Yahoo! is working on a next generation platform that enables merging of Big Data and low-latency processing. Though Hadoop is the primary technology used here for batch processing, Apache Storm allows stream processing of user events, content feeds, and application logs.
Infochimps
Infochimps uses Apache Storm as the source for one of three of its cloud data services- Data Delivery Services (DDS), which employs Storm to provide a fault-tolerant and linearly scalable enterprise data collection, transport, and complex in-stream processing cloud service. Similar to Hadoop, which provides batch ETL and large scale batch analytical processing, DDS also provides real-time ETL and large scale real-time processing.
Flipboard
Flipboard is a single place to explore, collect and share news that interests you. Flipboard uses storm for a wide range of services like content search, real-time analytics, custom magazine feeds, etc. Apache Storm is integrated with the infrastructure that includes systems like ElasticSearch, Hadoop, HBase and HDFS, to create highly scalable data platform.
Ooyala
Ooyala is a venture-backed, privately held company that provides online video technology products and services for some of the world’s largest networks, brands and media companies.
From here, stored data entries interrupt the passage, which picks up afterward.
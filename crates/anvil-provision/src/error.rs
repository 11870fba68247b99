//! Error types for provisioning.

use anvil_bmc::BmcError;
use std::time::Duration;
use thiserror::Error;

/// Error type for provisioning sessions
#[derive(Debug, Error)]
pub enum ProvisionError {
    /// BMC call failed; retryability comes from the BMC taxonomy
    #[error(transparent)]
    Bmc(#[from] BmcError),

    /// Install did not complete detectably within the ceiling
    #[error("installation not verified within {0:?}")]
    VerificationTimeout(Duration),

    /// Operator abort
    #[error("provisioning cancelled")]
    Cancelled,

    /// Same hostname appears more than once in the inventory
    #[error("duplicate hostname in inventory: {0}")]
    DuplicateHost(String),
}

impl ProvisionError {
    /// Whether another full-sequence attempt makes sense.
    pub fn is_retryable(&self) -> bool {
        match self {
            ProvisionError::Bmc(e) => e.is_retryable(),
            ProvisionError::VerificationTimeout(_) => true,
            ProvisionError::Cancelled => false,
            ProvisionError::DuplicateHost(_) => false,
        }
    }
}

/// Result type for provisioning operations
pub type Result<T> = std::result::Result<T, ProvisionError>;

#[cfg(test)]
mod tests {
    use super::*;

    #[test]
    fn test_retryability() {
        assert!(ProvisionError::Bmc(BmcError::Transport("t".into())).is_retryable());
        assert!(!ProvisionError::Bmc(BmcError::Rejected("r".into())).is_retryable());
        assert!(ProvisionError::VerificationTimeout(Duration::from_secs(1)).is_retryable());
        assert!(!ProvisionError::Cancelled.is_retryable());
    }

    #[test]
    fn test_error_display() {
        let err = ProvisionError::VerificationTimeout(Duration::from_secs(600));
        assert_eq!(err.to_string(), "installation not verified within 600s");

        let err = ProvisionError::DuplicateHost("esxi01".into());
        assert!(err.to_string().contains("esxi01"));
    }
}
Ooyala has an analytics engine that processes over two billion analytics events each day, generated from nearly 200 million viewers worldwide who watch video on an Ooyala-powered player. Ooyala uses Apache Storm to provide their customers, rela-time streaming analytics on consumer viewing behaviour and digital content trends. Storm permits swift mining of their online video data sets to deliver current business intelligence like real-time pattern viewing, personalized content suggestions, programming guides and valuable insights on ways to increase revenue.
Taobao
Taobao, with the help of Apache Storm, creates statistics of logs and extracts useful information from the statistics in real-time. Logs are read from persistent message queues into spouts, processed and then passed over to the topologies, to compute required outcomes. Taobao’s input log count varies anywhere between 2 million to 1.5 billion each day.
Klout
Klout is an application that uses social media analytics to rank its users bases on online social influence through “Klout Score”, which is a numerical value between 1 and 100. Klout uses Apache Storm’s in-built Trident abstraction to create complex topologies that stream data from network collectors via Kafka, then processed and written on to HDFS.
Wego
Wega is world’s comprehensive travel metasearch engine, operating worldwide and used by countless travelers to get more options to pay less and travel more. Wego compares and displays real-time flight schedules, hotel availability, price and displays other travel sites around the globe. Here, Apache Storm streams real-time metasearch data from affiliates to end-users. The topology concepts in Storm resolves concurrency issues and at the same time helps them to relentlessly integrate, dissect and clean the data. Additionally, the tools provided in Storm enables incremental update to enhance their data.
RocketFuel
Rocket Fuel delivers a leading media-buying platform at Big Data scale that harnesses the power of artificial intelligence (AI) to expand marketing ROI in digital media. They are building a real-time platform on top of Storm, which imitates time critical work flows already existing in Hadoop-based ETL pipeline. This platform tracks impressions, clicks, conversions, bid requests etc. in real time.
Navsite
Navsite is using Apache Storm as part of their server event log monitoring & auditing system. The log messages from thousands of servers are sent to RabbitMQ cluster and Storm is used to compare each message with a set of regular expressions. If there is a match, then the message is sent to a bolt that stores data in MongoDB. At the moment, 5-10k messages per second are being handled, however the existing RabbitMQ + Storm clusters have been tested up to about 50k per second.
There are many more organizations implementing Apache Storm and even more are expected to join this game, as Apache Storm is is continuing to be a leader in real-time analytics.